遺伝子は、すでに食品管理の分野や、人間をはじめとした動植物のルーツを探ることなどに利用されている。現在、その活用範囲は拡大しており、実際に医療分野では、ある病気にかかる確率が高い遺伝子の発見にも用いられているという。
黒﨑教授が中心にしているのは、感染症とがんの研究だ。ウイルス感染では、感染しても長期間にわたって症状が出ない場合もあり、がんに関しても同じ抗がん剤がすべての人に効くとは限らない。そのため、個々人に合わせたオーダーメイドの治療薬や治療法が期待されている。
そこで必要となるのが、遺伝子情報を自在に組み換える「ゲノム編集」という技術。黒﨑教授はゲノム編集を行い、病気やウイルスの遺伝子をピンポイントで取り除くような研究を進めている。研究室の学生も、実際にゲノム編集を行っているという。
新薬の有効性調査などにも重要な役割を果たすiPS細胞
黒﨑教授がもうひとつの柱としているのが、iPS細胞の研究である。京都大学の山中伸弥教授のノーベル生理学・医学賞受賞で一躍話題となったiPS細胞だが、それは再生医療に限らず、創薬においても活用が大いに期待されているという。
たとえば新薬開発の過程で、人の細胞を使った効き目や安全性を確かめるテストは必須になる。従来は実験室で培養された細胞を使っていたが、人間の心臓や脳などの細胞を用意することには限界がある。それがiPS細胞を使えば、心臓の筋肉の細胞をつくるなど、どの細胞でも増やすことが可能となる。「iPS細胞は、再生医療と同じくらい、創薬で大事な役割を担っています」と黒﨑教授。研究室では現在、iPS細胞の作製効率を高め、より大量に作ることができるような研究に取り組んでいる。
遺伝子やiPS細胞と聞くと、医学部に近いイメージを持つ人が多いのではないだろうか?
黒﨑教授に尋ねると、「工学部と医学部の連携は今後増えると思います。たとえば不妊治療が注目されていますが、体外受精の際、卵細胞と精子をシャーレの中で人工的に扱うのは医師ではなく科学者。また、遺伝子ビジネスは、医療だけでなく食品、環境、化学分野など多岐にわたるので、生命科学科の学生は今後いろいろな業界で活躍できると思います」との答えが返ってきた。
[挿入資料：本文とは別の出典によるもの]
//! Upload cleanup service tests for studio-proxy-core.
// crates/studio-proxy-core/tests/cleanup_service.rs
// =============================================================================
// Module: Upload Cleanup Service Tests
// Description: Sweep selection and background loop lifecycle.
// Purpose: Ensure only expired regular files are removed and shutdown is clean.
// =============================================================================

use std::fs;
use std::time::Duration;
use std::time::SystemTime;

use studio_proxy_config::CleanupConfig;
use studio_proxy_core::CleanupError;
use studio_proxy_core::CleanupService;
use studio_proxy_core::Logger;
use time::OffsetDateTime;
use time::format_description::well_known::Rfc3339;

mod common;

type TestResult = Result<(), String>;

fn service(config: CleanupConfig) -> CleanupService {
    CleanupService::new(config, Logger::noop("cleanup"))
}

fn cleanup_config(dir: &std::path::Path, retention_days: u32) -> CleanupConfig {
    CleanupConfig {
        upload_dir: dir.to_path_buf(),
        retention_days,
        interval_hours: 1,
    }
}

#[test]
fn sweep_uses_file_modification_time() -> TestResult {
    let dir = tempfile::tempdir().map_err(|err| err.to_string())?;
    let old = common::write_aged(dir.path(), "old.png", b"0123456789", common::DAY * 10)?;
    let recent = common::write_aged(dir.path(), "recent.png", b"01", common::DAY * 2)?;

    let report = service(cleanup_config(dir.path(), 7)).sweep(SystemTime::now());
    if report.deleted != 1 || report.bytes_freed != 10 || report.scanned != 2 {
        return Err(format!(
            "unexpected report: deleted {} freed {} scanned {}",
            report.deleted, report.bytes_freed, report.scanned
        ));
    }
    if old.exists() || !recent.exists() {
        return Err("wrong file removed".to_string());
    }
    if report.deleted_files != vec![old] {
        return Err("deleted file list mismatch".to_string());
    }
    Ok(())
}

#[test]
fn sweep_does_not_recurse_into_subdirectories() -> TestResult {
    let dir = tempfile::tempdir().map_err(|err| err.to_string())?;
    let nested = dir.path().join("session");
    fs::create_dir(&nested).map_err(|err| err.to_string())?;
    let inner = common::write_aged(&nested, "inner.png", b"x", common::DAY * 30)?;

    let report = service(cleanup_config(dir.path(), 1)).sweep(SystemTime::now());
    if report.deleted != 0 || !inner.exists() || !nested.exists() {
        return Err("nested content must be left alone".to_string());
    }
    Ok(())
}

#[test]
fn missing_upload_directory_is_not_an_error() -> TestResult {
    let dir = tempfile::tempdir().map_err(|err| err.to_string())?;
    let report = service(cleanup_config(&dir.path().join("absent"), 7)).sweep(SystemTime::now());
    if report.scanned != 0 || report.deleted != 0 {
        return Err("missing directory should produce an empty report".to_string());
    }
    Ok(())
}

#[tokio::test]
async fn background_loop_sweeps_and_stops() -> TestResult {
    let dir = tempfile::tempdir().map_err(|err| err.to_string())?;
    let old = common::write_aged(dir.path(), "stale.bin", b"stale", common::DAY * 8)?;
    let service = service(cleanup_config(dir.path(), 7))
        .with_schedule(Duration::from_millis(20), Duration::from_millis(20));

    service.start().map_err(|err| err.to_string())?;
    let status = service.status();
    if !status.running || status.next_cleanup_at.is_none() {
        return Err("running service should report the next sweep".to_string());
    }
    if !matches!(service.start(), Err(CleanupError::AlreadyRunning)) {
        return Err("second start must be rejected".to_string());
    }

    let mut waited = Duration::ZERO;
    while old.exists() && waited < Duration::from_secs(5) {
        tokio::time::sleep(Duration::from_millis(20)).await;
        waited += Duration::from_millis(20);
    }
    if old.exists() {
        return Err("background loop never removed the expired file".to_string());
    }

    service.stop().await;
    if service.is_running() {
        return Err("service should stop".to_string());
    }
    service.start().map_err(|err| err.to_string())?;
    service.stop().await;
    Ok(())
}

#[test]
fn status_reports_next_sweep_one_interval_ahead() -> TestResult {
    let dir = tempfile::tempdir().map_err(|err| err.to_string())?;
    let service = service(CleanupConfig {
        interval_hours: 6,
        ..cleanup_config(dir.path(), 7)
    });
    let now = SystemTime::now();
    let status = service.status_at(now);
    if status.running {
        return Err("service was never started".to_string());
    }
    let expected = OffsetDateTime::from(now + Duration::from_secs(6 * 3_600))
        .format(&Rfc3339)
        .map_err(|err| err.to_string())?;
    let actual = status.next_cleanup_at.unwrap_or_default();
    if actual != expected {
        return Err(format!("expected next sweep {expected}, got `{actual}`"));
    }
    Ok(())
}

#[tokio::test]
async fn stop_without_start_is_a_no_op() -> TestResult {
    let dir = tempfile::tempdir().map_err(|err| err.to_string())?;
    let service = service(cleanup_config(dir.path(), 7));
    service.stop().await;
    if service.is_running() {
        return Err("service should not be running".to_string());
    }
    Ok(())
}
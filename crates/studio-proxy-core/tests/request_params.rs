//! Request parameter pipeline tests for studio-proxy-core.
// crates/studio-proxy-core/tests/request_params.rs
// =============================================================================
// Module: Request Parameter Pipeline Tests
// Description: Model resolution feeding parameter resolution and the cache.
// Purpose: Ensure env defaults, model limits, and the apply cache agree.
// =============================================================================

use std::collections::BTreeSet;

use studio_proxy_core::GenerationRequest;
use studio_proxy_core::ModelCatalog;
use studio_proxy_core::ParamsCache;
use studio_proxy_core::models::parse_models;
use studio_proxy_core::params::ParamField;
use studio_proxy_core::resolve_params;

mod common;

type TestResult = Result<(), String>;

const MODELS: &str = r#"[
    {"id": "gemini-2.5-pro", "supported_max_output_tokens": 32768},
    {"id": "gemini-2.5-flash", "supported_max_output_tokens": 16384}
]"#;

fn catalog() -> Result<ModelCatalog, String> {
    let entries = parse_models(MODELS).map_err(|err| err.to_string())?;
    Ok(ModelCatalog::new(entries, BTreeSet::new()))
}

fn request(json: &str) -> Result<GenerationRequest, String> {
    serde_json::from_str(json).map_err(|err| err.to_string())
}

#[test]
fn env_defaults_are_clamped_to_the_resolved_model() -> TestResult {
    let config = common::config_with(&[
        ("DEFAULT_MAX_OUTPUT_TOKENS", "60000"),
        ("DEFAULT_STOP_SEQUENCES", r#"["User:", "  "]"#),
    ])?;
    let catalog = catalog()?;
    let request = request(r#"{"model": "gemini-2.5-flash"}"#)?;
    let model = catalog.resolve(request.model.as_deref(), &config.model);
    if model != "gemini-2.5-flash" {
        return Err(format!("unexpected model {model}"));
    }
    let resolved = resolve_params(&request, &config.generation, catalog.max_output_tokens(&model));
    if resolved.max_output_tokens != 16_384 {
        return Err(format!("expected model ceiling, got {}", resolved.max_output_tokens));
    }
    if resolved.stop_sequences != BTreeSet::from(["User:".to_string()]) {
        return Err("default stop sequences were not normalized".to_string());
    }
    if resolved.adjustments.len() != 1 || resolved.adjustments[0].field != ParamField::MaxOutputTokens
    {
        return Err("token clamp should be the only adjustment".to_string());
    }
    Ok(())
}

#[test]
fn unknown_model_falls_back_to_first_catalog_entry() -> TestResult {
    let config = common::config_with(&[])?;
    let catalog = catalog()?;
    let model = catalog.resolve(Some("gemini-1.0"), &config.model);
    if model != "gemini-2.5-pro" {
        return Err(format!("unexpected fallback {model}"));
    }
    Ok(())
}

#[test]
fn repeated_request_only_reapplies_top_p() -> TestResult {
    let config = common::config_with(&[])?;
    let catalog = catalog()?;
    let cache = ParamsCache::new();
    let request = request(r####"{"temperature": 0.7, "stop": "###"}"####)?;
    let limit = catalog.max_output_tokens("gemini-2.5-pro");

    let first = resolve_params(&request, &config.generation, limit);
    cache.record(&first);
    let second = resolve_params(&request, &config.generation, limit);
    if cache.plan(&second).fields() != vec![ParamField::TopP] {
        return Err("unchanged request should only re-apply top-p".to_string());
    }
    Ok(())
}
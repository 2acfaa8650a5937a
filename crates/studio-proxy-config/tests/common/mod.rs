// crates/studio-proxy-config/tests/common/mod.rs
// =============================================================================
// Module: Config Test Helpers
// Description: Shared helpers for env config validation tests.
// Purpose: Reduce duplication across integration tests for studio-proxy-config.
// =============================================================================

#![allow(dead_code, reason = "Test helpers are selectively used across suites.")]

use std::collections::BTreeMap;

use studio_proxy_config::ConfigError;
use studio_proxy_config::ProxyConfig;

/// Builds a raw value map from key/value pairs.
pub fn values(pairs: &[(&str, &str)]) -> BTreeMap<String, String> {
    pairs.iter().map(|(key, value)| ((*key).to_string(), (*value).to_string())).collect()
}

/// Returns the config built from registry defaults.
pub fn minimal_config() -> Result<ProxyConfig, String> {
    ProxyConfig::defaults().map_err(|err| err.to_string())
}

/// Builds a config from pairs over defaults without validating it.
pub fn config_with(pairs: &[(&str, &str)]) -> Result<ProxyConfig, String> {
    ProxyConfig::from_values(&values(pairs)).map_err(|err| err.to_string())
}

/// Asserts that `result` failed with a message containing `needle`.
pub fn assert_invalid<T>(result: Result<T, ConfigError>, needle: &str) -> Result<(), String> {
    match result {
        Err(error) => {
            let message = error.to_string();
            if message.contains(needle) {
                Ok(())
            } else {
                Err(format!("error {message} did not contain {needle}"))
            }
        }
        Ok(_) => Err("expected invalid config".to_string()),
    }
}
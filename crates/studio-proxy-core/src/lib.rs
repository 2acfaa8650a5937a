// crates/studio-proxy-core/src/lib.rs
// ============================================================================
// Module: Studio Proxy Core Library
// Description: Runtime consumers of the typed proxy configuration.
// Purpose: Logging, parameter resolution, models, cleanup, and health.
// Dependencies: rand, reqwest, serde, serde_json, studio-proxy-config,
//               thiserror, time, tokio
// ============================================================================

//! ## Overview
//! `studio-proxy-core` turns a loaded [`studio_proxy_config::ProxyConfig`]
//! into runtime behavior: a structured logger, per-request generation
//! parameter resolution with an apply cache, model catalog filtering, the
//! periodic upload cleanup service, and the health probe used by container
//! healthchecks.

// ============================================================================
// SECTION: Modules
// ============================================================================

pub mod cleanup;
pub mod health;
pub mod log;
pub mod models;
pub mod params;

// ============================================================================
// SECTION: Re-Exports
// ============================================================================

pub use cleanup::CleanupError;
pub use cleanup::CleanupReport;
pub use cleanup::CleanupService;
pub use cleanup::CleanupStatus;
pub use health::HealthError;
pub use health::HealthProbe;
pub use health::HealthReport;
pub use log::LogLevel;
pub use log::LogSink;
pub use log::Logger;
pub use models::ModelCatalog;
pub use models::ModelEntry;
pub use models::ModelError;
pub use models::completion_id;
pub use params::GenerationRequest;
pub use params::ParamPlan;
pub use params::ParamsCache;
pub use params::ResolvedParams;
pub use params::resolve_params;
生命科学科は他にも、一般的な工学部の学科とは異なる点があるという。それが女子学生の割合だ。工学部の中で女性が少ない学科では1割を切るというが、生命科学科では女性が約3割を占める。「理系はとっつきにくいイメージがあるかもしれませんが、最初は生物や環境問題に興味があれば十分。女性が十分活躍できる場所です」と黒﨑教授は話してくれた。
先輩に聞く
先進工学部 生命科学科4年 伊藤杏奈さん(千葉・千葉敬愛高等学校出身)
高校生の頃から生物の授業が好きで、進路としては生物や生命に関連する学科を考えていました。その中で、生命を環境の面から学べることなどに魅力を感じ、この学科を選択しました。
黒﨑先生の研究室は、遺伝子やがんの研究に興味があったので選びました。今はゲノム編集を中心に行っています。月曜から土曜まで研究室に通い、朝から夕方まで研究に没頭しています。データ収集などの単純作業も多いですが、まったく苦にはなりません。研究室の学生同士は仲が良くて、一緒に食事などにも行きますね。私は今後、大学院に進学して研究を進めていく予定です。将来は医療系の研究員を視野に入れています。
高校生の皆さんには、自分が今できることを一生懸命に、目標に向かって諦めずに取り組んでいくことをおすすめします。私は、自分が努力してきたことが、自分の中に積み重なっていると実感しています。